In order to investigate the role of c-FLIPp43 in the regulation of the nuclear factor (NF)-kappa B signaling pathway in melanoma cell lines, a eukaryotic expression vector for c-FLIPp43 was constructed with the pCMV-Tag2B plasmid. The monoclonal A375 cells with stable expression of c-FLIPp43 were obtained by G418 selection and were identified with western blot analysis. The protein level of NF-kappa B-p65 in the A375 cell line with stable expression of c-FLIPp43 was examined by western blot analysis. The translocation of NF-kappa B-p65 was examined using immunofluorescence.

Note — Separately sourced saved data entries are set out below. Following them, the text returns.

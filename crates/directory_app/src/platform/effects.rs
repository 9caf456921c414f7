use std::time::Duration;

use directory_core::{Effect, Msg};
use directory_engine::{EngineEvent, EngineHandle, PreviewInput, SubmissionRequest};
use directory_logging::{dir_debug, dir_info, dir_warn};

/// Executes core effects against the engine and keeps the bits of
/// "browser" state the core only describes (location history, scroll lock).
pub struct EffectRunner {
    engine: EngineHandle,
    history: Vec<String>,
    scroll_locked: bool,
}

impl EffectRunner {
    pub fn new(engine: EngineHandle) -> Self {
        Self {
            engine,
            history: Vec::new(),
            scroll_locked: false,
        }
    }

    pub fn run(&mut self, effects: Vec<Effect>) {
        for effect in effects {
            match effect {
                Effect::ArmDebounce { generation, delay } => {
                    self.engine.arm_debounce(generation, delay);
                }
                Effect::CancelDebounce => self.engine.cancel_debounce(),
                Effect::RunSearch { token, query } => {
                    dir_info!("RunSearch token={} query='{}'", token, query);
                    self.engine.search(token, query);
                }
                Effect::PushLocation { location } => {
                    dir_debug!("PushLocation {}", location);
                    if self.history.last() != Some(&location) {
                        self.history.push(location);
                    }
                }
                Effect::SetScrollLocked(locked) => self.scroll_locked = locked,
                Effect::ScheduleGalleryDetach { generation, delay } => {
                    self.engine.schedule_gallery_detach(generation, delay);
                }
            }
        }
    }

    pub fn submit(&self, request: SubmissionRequest) {
        self.engine.submit(request);
    }

    pub fn preview(&self, input: PreviewInput) {
        self.engine.preview(input);
    }

    pub fn next_event(&self, timeout: Duration) -> Option<EngineEvent> {
        self.engine.recv_timeout(timeout)
    }

    pub fn location(&self) -> Option<&str> {
        self.history.last().map(String::as_str)
    }

    pub fn scroll_locked(&self) -> bool {
        self.scroll_locked
    }
}

/// Engine events that feed back into the search session.
pub fn event_to_msg(event: EngineEvent) -> Option<Msg> {
    match event {
        EngineEvent::SearchCompleted { token, result } => Some(match result {
            Ok(results) => Msg::SearchCompleted { token, results },
            Err(err) => {
                dir_warn!("Search token={} failed: {}", token, err);
                Msg::SearchFailed {
                    token,
                    message: err.to_string(),
                }
            }
        }),
        EngineEvent::DebounceElapsed { generation } => Some(Msg::DebounceElapsed { generation }),
        EngineEvent::GalleryDetachElapsed { generation } => {
            Some(Msg::GalleryDetachElapsed { generation })
        }
        EngineEvent::SubmitFinished { .. }
        | EngineEvent::Preview(_)
        | EngineEvent::PreviewCleared => None,
    }
}

#[cfg(test)]
mod tests {
    use super::*;
    use directory_engine::SearchError;
    use pretty_assertions::assert_eq;

    #[test]
    fn failed_search_maps_to_failure_message() {
        let msg = event_to_msg(EngineEvent::SearchCompleted {
            token: 4,
            result: Err(SearchError::Connectivity("refused".into())),
        });
        assert_eq!(
            msg,
            Some(Msg::SearchFailed {
                token: 4,
                message: "connection error: refused".into(),
            })
        );
        assert_eq!(event_to_msg(EngineEvent::PreviewCleared), None);
    }
}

The A375 cell lines were transfected with the pCMV-Tag2B-cFLIP(p43) vector at different doses and the activation of the NF-kappa B signaling pathway was examined by the dual-luciferase reporter assay system. The stable expression of c-FLIPp43 in the A375 cell lines transfected with the pCMV-Tag2B-cFLIP(p43) vector increased the protein level of NF-kappa B-p65 compared with in the A375 cell lines transfected with the empty vector. Transfection of the cells using the pCMV-Tag2B-cFLIP(p43) vector increased the amount of NF-kappa B-p65 in the nucleus in a dose-dependent manner. In conclusion, the transfection of the c-FLIPp43 expression vector induces the protein expression of NF-kappa B-p65 and promotes the activation of the NF-kappa B signaling pathway in the A375 melanoma cell line.